The fall-out raises fresh questions about who will have to pick up the tab for the potentially costly delays. Shetland Arts has long insisted that there will be no significant overrun of its fixed budget for the project’s construction cost, while DITT’s statement added: “We are entirely confident that we are fulfilling our obligations under the terms of the contract.”
Recognising that there are “many rumours circulating regarding the reasons for construction delays”, Shetland Arts said discussing the reasons for the latest setback would be “unhelpful” and that its staff and trustees would make no further comment at this stage.
The organisation’s chairman Jim Johnston gave his backing to Mr Gibbons and his staff as they seek to hold DITT to their contractual obligations, adding: “We are frustrated by the announcement of further delays; however we will continue to strive towards delivering a venue of which we can all be proud.”
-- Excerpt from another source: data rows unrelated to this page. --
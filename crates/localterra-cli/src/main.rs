//! localterra-genesis
//!
//! Rewrites an exported genesis for LocalTerra and prints the result to
//! stdout. The input file is never modified.
//!
//! Usage:
//!   localterra-genesis --genesis <path> [--indent] migrate-code <codeID=path>...
//!   localterra-genesis --genesis <path> [--indent] migrate-into-localterra <voting-power>
//!                      [--initial-height <height>] [--profile <path>]

use std::io::Write;
use std::path::{Path, PathBuf};

use anyhow::Context;
use clap::{Parser, Subcommand};
use tracing::info;

use localterra_core::GenesisError;
use localterra_genesis::{
    migrate_code, migrate_into_localterra, CodeArg, Genesis, LocalValidatorProfile,
};

// ── CLI definition ────────────────────────────────────────────────────────────

#[derive(Parser, Debug)]
#[command(
    name = "localterra-genesis",
    version,
    about = "Turn an exported Terra genesis into a LocalTerra genesis"
)]
struct Args {
    /// Genesis file to read.
    #[arg(long, global = true, default_value = "genesis.json")]
    genesis: PathBuf,

    /// Pretty-print the output with tab indentation.
    #[arg(long, global = true, default_value_t = false)]
    indent: bool,

    #[command(subcommand)]
    command: Command,
}

#[derive(Subcommand, Debug)]
enum Command {
    /// Overwrite the bytecode and code hash of stored codes with new wasm files.
    MigrateCode {
        /// One or more `codeID=path-to-wasm-file` pairs.
        #[arg(required = true, value_name = "CODE_ID=PATH")]
        codes: Vec<CodeArg>,
    },

    /// Append the LocalTerra validator and accounts and set the chain ID.
    MigrateIntoLocalterra {
        /// Voting power of the local validator (bonds power x 1,000,000 uluna).
        voting_power: u64,

        /// New initial height. "0" keeps the height of the input genesis.
        #[arg(long, default_value = "0")]
        initial_height: String,

        /// JSON file overriding fields of the built-in LocalTerra validator profile.
        #[arg(long)]
        profile: Option<PathBuf>,
    },
}

// ── Main ─────────────────────────────────────────────────────────────────────

fn main() -> anyhow::Result<()> {
    // stdout carries the genesis; logs go to stderr.
    tracing_subscriber::fmt()
        .with_writer(std::io::stderr)
        .with_env_filter(
            tracing_subscriber::EnvFilter::try_from_default_env()
                .unwrap_or_else(|_| tracing_subscriber::EnvFilter::new("warn,localterra=info")),
        )
        .init();

    let args = Args::parse();
    let genesis_path = expand_tilde(&args.genesis);
    let mut genesis = load_genesis(&genesis_path)?;

    match args.command {
        Command::MigrateCode { codes } => cmd_migrate_code(&mut genesis, &codes)?,

        Command::MigrateIntoLocalterra {
            voting_power,
            initial_height,
            profile,
        } => {
            let profile = load_profile(profile.as_deref())?;
            migrate_into_localterra(&mut genesis, &profile, voting_power, &initial_height)
                .context("migrating genesis into localterra")?;
        }
    }

    write_genesis(&genesis, args.indent)
}

// ── Commands ──────────────────────────────────────────────────────────────────

fn cmd_migrate_code(genesis: &mut Genesis, codes: &[CodeArg]) -> anyhow::Result<()> {
    for arg in codes {
        let path = expand_tilde(&arg.path);
        let code = read_file(&path)
            .with_context(|| format!("loading wasm file for code {}", arg.code_id))?;
        migrate_code(genesis, arg.code_id, &code)
            .with_context(|| format!("migrating code {} from {}", arg.code_id, path.display()))?;
    }
    info!(count = codes.len(), "codes migrated");
    Ok(())
}

// ── Helpers ───────────────────────────────────────────────────────────────────

fn load_genesis(path: &Path) -> anyhow::Result<Genesis> {
    let data = read_file(path).context("failed to read genesis file")?;
    let genesis = Genesis::from_slice(&data)
        .with_context(|| format!("failed to parse genesis {}", path.display()))?;
    info!(path = %path.display(), bytes = data.len(), "genesis loaded");
    Ok(genesis)
}

/// Load the validator profile override, or the built-in LocalTerra profile.
fn load_profile(path: Option<&Path>) -> anyhow::Result<LocalValidatorProfile> {
    let Some(path) = path else {
        return Ok(LocalValidatorProfile::default());
    };
    let path = expand_tilde(path);
    let json = std::fs::read_to_string(&path).map_err(|source| GenesisError::Io {
        path: path.display().to_string(),
        source,
    })?;
    let profile = LocalValidatorProfile::from_json(&json)
        .with_context(|| format!("loading validator profile {}", path.display()))?;
    info!(path = %path.display(), chain_id = %profile.chain_id, "validator profile loaded");
    Ok(profile)
}

fn read_file(path: &Path) -> Result<Vec<u8>, GenesisError> {
    std::fs::read(path).map_err(|source| GenesisError::Io {
        path: path.display().to_string(),
        source,
    })
}

fn write_genesis(genesis: &Genesis, indent: bool) -> anyhow::Result<()> {
    let bytes = genesis.to_json(indent).context("failed to marshal genesis")?;
    let mut stdout = std::io::stdout().lock();
    stdout.write_all(&bytes).context("writing genesis to stdout")?;
    stdout.flush()?;
    Ok(())
}

/// Expand a leading `~` to the user's home directory (`HOME` or `USERPROFILE`).
fn expand_tilde(path: &Path) -> PathBuf {
    if let Ok(stripped) = path.strip_prefix("~") {
        if let Ok(home) = std::env::var("HOME").or_else(|_| std::env::var("USERPROFILE")) {
            return PathBuf::from(home).join(stripped);
        }
    }
    path.to_path_buf()
}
Because Shetland Arts does not have a “detailed and fully completed programme of works”, it said it could not be sure whether the building will be completed by 25th May. “The period of delay to date and changing picture gives Shetland Arts concern,” it said.
The statement continued: “Although Shetland Arts would like at times to contest what is being said and offer counter factual information, we believe that such action would be unhelpful, given our desire to see a building completed to the standard for which DITT Construction Ltd are known, in as quick a time as possible.”
Earlier this month music promoter Davie Gardner strongly criticised Shetland Arts, saying the picture of uncertainty made it difficult for him to make concrete plans for events in the second half of this year.
In its statement Shetland Arts acknowledged it was “very difficult” for promoters to “have faith in the dates we offer”.
It continued: “In order to reduce further distress to those who wish to use the building and for Shetland Arts to mitigate loss wherever possible, we will now only confirm bookings for events after practical completion is certified, which will likely result in the first events taking place in Mareel six to eight weeks after the keys have been handed over.”